Biden mandates COVID vaccine for feds, contractors

The vaccine mandate will supplant administration workforce policy put in place in July that requires either vaccinations or regular testing for federal employees and contractors.

NOTE: This article appeared first on FCW.com

President Joe Biden signed an executive order mandating vaccinations among federal executive branch employees on Thursday.

A separate executive order requires employees of companies that do business with the federal government be vaccinated.

The orders are part of a rollout of a new "six-pronged strategy" to quell the COVID-19 pandemic as the highly communicable Delta variant continues to spread, especially in regions of the country with low vaccination rates. The strategy includes mandating vaccines or testing for workers of companies that employ 100 or more workers, under a new Labor Department rule as well as provisions covering healthcare workers.

The White House expects to give federal employees "about 75 days" to be fully vaccinated, the official said. The mandate will have "limited exceptions" for medical or religious reasons. Like the administration's original requirements, feds who don't comply will face progressive disciplinary action, the official added.

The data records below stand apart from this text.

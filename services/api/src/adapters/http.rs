//! services/api/src/adapters/http.rs
//!
//! Shared outbound HTTP client used by every adapter that talks to the network.

use parts_finder_core::ports::PortError;
use reqwest::{Client, ClientBuilder};
use std::time::Duration;

/// User agent sent with every outbound request, including robots.txt checks.
pub const USER_AGENT: &str = concat!("AutoPartsFinder/", env!("CARGO_PKG_VERSION"));

/// Create a client with the short, client-wide timeout every outbound call shares.
pub fn create_client(timeout: Duration) -> Result<Client, PortError> {
    ClientBuilder::new()
        .timeout(timeout)
        .connect_timeout(timeout.min(Duration::from_secs(5)))
        .user_agent(USER_AGENT)
        .use_rustls_tls()
        .build()
        .map_err(|e| PortError::Unexpected(format!("Failed to create HTTP client: {}", e)))
}
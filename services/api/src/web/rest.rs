//! services/api/src/web/rest.rs
//!
//! Contains the API payload structs shared by the handlers and the master
//! definition for the OpenAPI specification.

use chrono::{DateTime, Utc};
use parts_finder_core::catalog::{COMMON_PARTS, VEHICLE_MAKES, VEHICLE_YEARS};
use parts_finder_core::domain::{Product, SearchOutcome, Session, VehicleDescriptor};
use serde::{Deserialize, Serialize};
use std::collections::BTreeMap;
use utoipa::{OpenApi, ToSchema};

use crate::web::{auth, pages, search};

//=========================================================================================
// OpenAPI Master Definition
//=========================================================================================

#[derive(OpenApi)]
#[openapi(
    paths(
        auth::login_handler,
        auth::logout_handler,
        search::search_parts_public_handler,
        search::search_parts_handler,
        pages::vehicles_handler,
        pages::health_handler,
    ),
    components(
        schemas(
            LoginRequest,
            LoginResponse,
            UserResponse,
            ProductResponse,
            SearchInfo,
            SearchResponse,
            ErrorResponse,
            VehicleCatalogResponse,
            HealthResponse,
        )
    ),
    tags(
        (
            name = "Auto Parts Finder API",
            description = "Search automotive replacement parts across US retailers."
        )
    )
)]
pub struct ApiDoc;

//=========================================================================================
// Authentication Payloads
//=========================================================================================

#[derive(Deserialize, ToSchema)]
pub struct LoginRequest {
    #[serde(default)]
    pub email: String,
    #[serde(default)]
    pub password: String,
}

#[derive(Serialize, ToSchema)]
pub struct UserResponse {
    pub user_id: String,
    pub user_name: String,
    pub user_email: String,
    pub login_time: DateTime<Utc>,
}

impl From<&Session> for UserResponse {
    fn from(session: &Session) -> Self {
        Self {
            user_id: session.user_id.clone(),
            user_name: session.display_name.clone(),
            user_email: session.email.clone(),
            login_time: session.login_time,
        }
    }
}

#[derive(Serialize, ToSchema)]
pub struct LoginResponse {
    pub success: bool,
    pub message: String,
    #[serde(skip_serializing_if = "Option::is_none")]
    pub user: Option<UserResponse>,
}

/// Body of every error response.
#[derive(Serialize, ToSchema)]
pub struct ErrorResponse {
    pub success: bool,
    pub message: String,
}

//=========================================================================================
// Search Payloads
//=========================================================================================

#[derive(Serialize, ToSchema)]
pub struct ProductResponse {
    pub product_id: String,
    pub title: String,
    /// Display price, e.g. `$29.99`.
    pub price: String,
    pub price_numeric: f64,
    /// Store name.
    pub source: String,
    pub link: String,
    pub rating: Option<String>,
    pub reviews: Option<String>,
    pub part_type: String,
    pub availability: String,
    /// `demo`, `api` or `scraped`.
    pub search_source: String,
}

impl From<Product> for ProductResponse {
    fn from(p: Product) -> Self {
        Self {
            product_id: p.product_id,
            title: p.title,
            price: p.price_display,
            price_numeric: p.price,
            source: p.store,
            link: p.link,
            rating: p.rating.map(|r| format!("{:.1}", r)),
            reviews: p.review_count.map(|r| r.to_string()),
            part_type: p.part_type.as_str().to_string(),
            availability: p.availability.as_str().to_string(),
            search_source: p.origin.as_str().to_string(),
        }
    }
}

#[derive(Serialize, ToSchema)]
pub struct SearchInfo {
    pub query: String,
    pub effective_query: String,
    pub has_image: bool,
    pub image_description: Option<String>,
    pub vehicle: Option<String>,
    pub source: String,
    pub cached: bool,
    pub timestamp: DateTime<Utc>,
}

#[derive(Serialize, ToSchema)]
pub struct SearchResponse {
    pub success: bool,
    pub products: Vec<ProductResponse>,
    pub count: usize,
    pub search_info: SearchInfo,
    #[serde(skip_serializing_if = "Option::is_none")]
    pub premium: Option<bool>,
}

impl SearchResponse {
    pub fn from_outcome(
        outcome: SearchOutcome,
        query: String,
        has_image: bool,
        vehicle: Option<&VehicleDescriptor>,
        premium: bool,
    ) -> Self {
        let products: Vec<ProductResponse> =
            outcome.products.into_iter().map(ProductResponse::from).collect();
        Self {
            success: true,
            count: products.len(),
            products,
            search_info: SearchInfo {
                query,
                effective_query: outcome.effective_query,
                has_image,
                image_description: outcome.image_description,
                vehicle: vehicle.map(VehicleDescriptor::display_label),
                source: outcome.source.to_string(),
                cached: outcome.cached,
                timestamp: Utc::now(),
            },
            premium: premium.then_some(true),
        }
    }
}

//=========================================================================================
// Reference and Status Payloads
//=========================================================================================

#[derive(Serialize, ToSchema)]
pub struct VehicleCatalogResponse {
    pub makes: BTreeMap<String, Vec<String>>,
    pub years: Vec<u16>,
    pub common_parts: Vec<String>,
}

impl VehicleCatalogResponse {
    pub fn build() -> Self {
        Self {
            makes: VEHICLE_MAKES
                .iter()
                .map(|(make, models)| {
                    (
                        make.to_string(),
                        models.iter().map(|m| m.to_string()).collect(),
                    )
                })
                .collect(),
            years: VEHICLE_YEARS.collect(),
            common_parts: COMMON_PARTS.iter().map(|p| p.to_string()).collect(),
        }
    }
}

#[derive(Serialize, ToSchema)]
pub struct HealthResponse {
    pub status: String,
    pub search_api: bool,
    pub scraper: bool,
    pub vision: bool,
    pub remote_identity: bool,
}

Under the order, agencies will develop their own programs to implement the vaccination mandate. The Safer Federal Task Force, which has been issuing health and safety guidance for agencies throughout the pandemic, has one week to issue guidance on how agencies will implement the new mandate.

The order covering contractors instructs agencies to ensure that contracts have a clause requiring contractors and subcontractors to comply with all guidance for contractor workplaces issued by the Safer Federal Workforce Task Force. That group is under a Sept. 24 deadline for issuing guidance on how this will all work for contractors.

The Federal Acquisition Regulatory Council is going to amend its regulations so that new solicitations and contracts have a clause on vaccines. It's under an Oct. 8 deadline for "initial steps" to implement with acquisition offices.

"If you want to work with the federal government and do business with us, get vaccinated. If you want to do business with the federal government, vaccinate your workforce," Biden said in a nationally televised address late Thursday afternoon.

The move marks a dramatic shift in the administration's policies for managing the COVID-19 pandemic among federal employees and contractors. While some agencies like the Department of Defense and the Department of Veterans Affairs have established vaccination mandates for some or all of their employees, the administration settled on a policy giving federal employees a choice to either get vaccinated or undergo regular COVID-19 testing and masking protocols.

Before the Sept. 9 orders, about 2.5 million service members and federal employees were operating under vaccine mandates being implemented by DOD, VA, the National Institutes of Health and the Indian Health Service.

But other questions about implementation remain.

It is not yet clear if the new policy will continue the practice of obtaining vaccination status from federal employees via "attestation" or require stricter proof of vaccination.

The administration official told reporters that "each agency will work with their employees to make sure they understand the benefits of vaccination and how the vaccines are safe, easy, free and widely accessible."

Everett Kelley, the president of the American Federation of Government Employees, said that vaccination "is the best way for us to protect each other in the workplace," but he also noted that changes to workplace requirements such as COVID vaccination, "should be negotiated with our bargaining units where appropriate."

"We expect to bargain over this change prior to implementation, and we urge everyone who is able to get vaccinated as soon as they can do so," Kelley said in an emailed statement.

Tony Reardon, the national president of the National Treasury Employees Union, said that Biden is within his rights to issue a mandate.

"NTEU members, like American society at large, will have differing reactions to the new policy. Some employees will disagree. Others will welcome the additional security that comes with knowing that all of their coworkers are vaccinated. Either way, the law is clear that employers, including the federal government, may implement a vaccination requirement for employees," Reardon said in an emailed statement.

Larry Cosme, president of the Federal Law Enforcement Officers Association, issued a statement calling the new mandate "misguided."

"We understand that threatening people’s livelihood and penalizing employees for making independent medical decisions is not the answer," he said. "We will continue to review the legal landscape for this order and act as appropriate to support our members and voice their concerns."

Federal managers also have concerns about being on the front lines of implementing the mandate.

"We want to be sure that guidance that comes from the centers of government is detailed and specific around how agencies should treat individuals" who might have medical or religious exemptions from vaccinations," said Chad Hooper, the executive director of the Professional Managers Association, a national membership association representing managers at the IRS, told FCW.

"Federal managers are personally, civilly liable for claims of discrimination arising out the workforce, and from the public, and I don't think that a lot of non- civil servants know that," Hooper said.

This story was updated multiple times on Sept. 9 with new information.